TensorBoard vs Sacred

Both TensorBoard and Sacred are open-source and suitable for rather less advanced projects (in terms of scalability). TensorBoard comes with the UI, while you need to pair Sacred with a dashboarding tool, hence TensorBoard comes with better out-of-the-box visualization capabilities. 

Compare more tools

Check an in-depth comparison between Sacred and Neptune.

4. Weights & Biases

Weights & Biases a.k.a. WandB is focused on deep learning. Users track experiments to the application with Python library, and – as a team – can see each other experiments.

Unlike TensorBoard, WandB is a hosted service allowing you to backup all experiments in a single place and work on a project with the team – work sharing features are there to use.

Similar to TensorBoard, in the WandB users can log and analyze multiple data types.

Weights & Biases—summary:

  • Experiments tracking: any model training
  • Sharing work in a team: multiple features for sharing in a team.
  • Integrations with other tools: several open source integrations available
  • SaaS/Local instance available: Yes/Yes
  • Bonus: WandB logs the model graph, so you can inspect it later.

TensorBoard vs Weights & Biases

The first one, TensorBoard is an open-source tool that runs locally. WandB offers managed services that can be deployed on-premises but also run in the cloud. Here again, Weight & Biases provides wider functionality than TensorBoard, covering experiment tracking, dataset versioning, and model management. Apart from that, WandB has a lot of features that enable team collaboration, something that’s missing in TensorBoard.

Compare more tools

Check an in-depth comparison between Weights & Biases and Neptune.

5. Comet

Comet is a meta machine learning platform for tracking, comparing, explaining, and optimizing experiments and models.

Just like many other tools – for example, Neptune or WandB – Comet proposes an open-source Python library to allow data scientists to integrate their code with Comet and start tracking work in the application.

As it’s offered both cloud-hosted and self-hosted, users can have team projects and save a backup of experimentation history.

Comet is converging towards more automated approaches to ML, by predictive early stopping (not available with the free version of the software) and Neural architecture search (in the future).

Comet—summary:

  • Experiments tracking: any model training
  • Sharing work in a team: multiple features for sharing in a team. 
  • Integrations with other tools: should be developed by the user manually
  • SaaS/Local instance available: Yes/Yes
  • Bonus: Display parallel plots to check patterns in the relationships between parameters and metrics.

TensorBoard vs Comet

Comet is a managed service, available on-premises or as a hosted application.

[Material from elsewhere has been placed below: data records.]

use crate::document::{
    EducationEntry, ExperienceEntry, PersonalInfo, ResumeDocument, SkillSet, TargetJob,
};

/// Full replacement value for one named section of the document.
#[derive(Debug, Clone, PartialEq)]
pub enum SectionUpdate {
    Personal(PersonalInfo),
    Experience(Vec<ExperienceEntry>),
    Education(Vec<EducationEntry>),
    Skills(SkillSet),
    Target(TargetJob),
}

/// Holds the single mutable document aggregate for the editing session.
///
/// Updates replace whole sections atomically and synchronously; there is no
/// debounce and no validation gate between an editor and the store.
#[derive(Debug, Clone, Default)]
pub struct FormStore {
    document: ResumeDocument,
}

impl FormStore {
    pub fn new() -> Self {
        Self::default()
    }

    pub fn with_document(document: ResumeDocument) -> Self {
        Self { document }
    }

    pub fn document(&self) -> &ResumeDocument {
        &self.document
    }

    pub fn into_document(self) -> ResumeDocument {
        self.document
    }

    pub fn apply(&mut self, update: SectionUpdate) {
        match update {
            SectionUpdate::Personal(personal) => self.document.personal = personal,
            SectionUpdate::Experience(entries) => self.document.experience = entries,
            SectionUpdate::Education(entries) => self.document.education = entries,
            SectionUpdate::Skills(skills) => self.document.skills = skills,
            SectionUpdate::Target(target) => self.document.target = target,
        }
    }
}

TensorBoard is an open-source visualization and tracking tool that can be used locally. While Comet aims to enable data scientists to build better models across the whole model’s life cycle (from research to production), TensorBoard focuses on the experimentation phase. 

Compare more tools:

Check an in-depth comparison between Comet and Neptune.

To sum it up

When looking for an experiment tracking and visualization tool for the first time, TensorBoard often seems to be a good choice. It’s open-source and provides all the necessary features. But the more you work with it, and the more your needs grow, you can notice some missing pieces of the puzzle. That’s why it’s good to check what else is available out there and see if other tools could check more boxes on the list of your needs. 

If that’s the case for you – you’re looking for a more advanced tool, sort of next step after using TensorBoard – we recommend checking Neptune or Weights & Biases. These are great managed services with tons of features and team collaboration capabilities. In case you just want to switch to another open-source solution, Sacred might be the way to go. 

No matter your motivation, hopefully, you found some worth-checking alternatives to TensorBoard here, and we helped you make the right choice!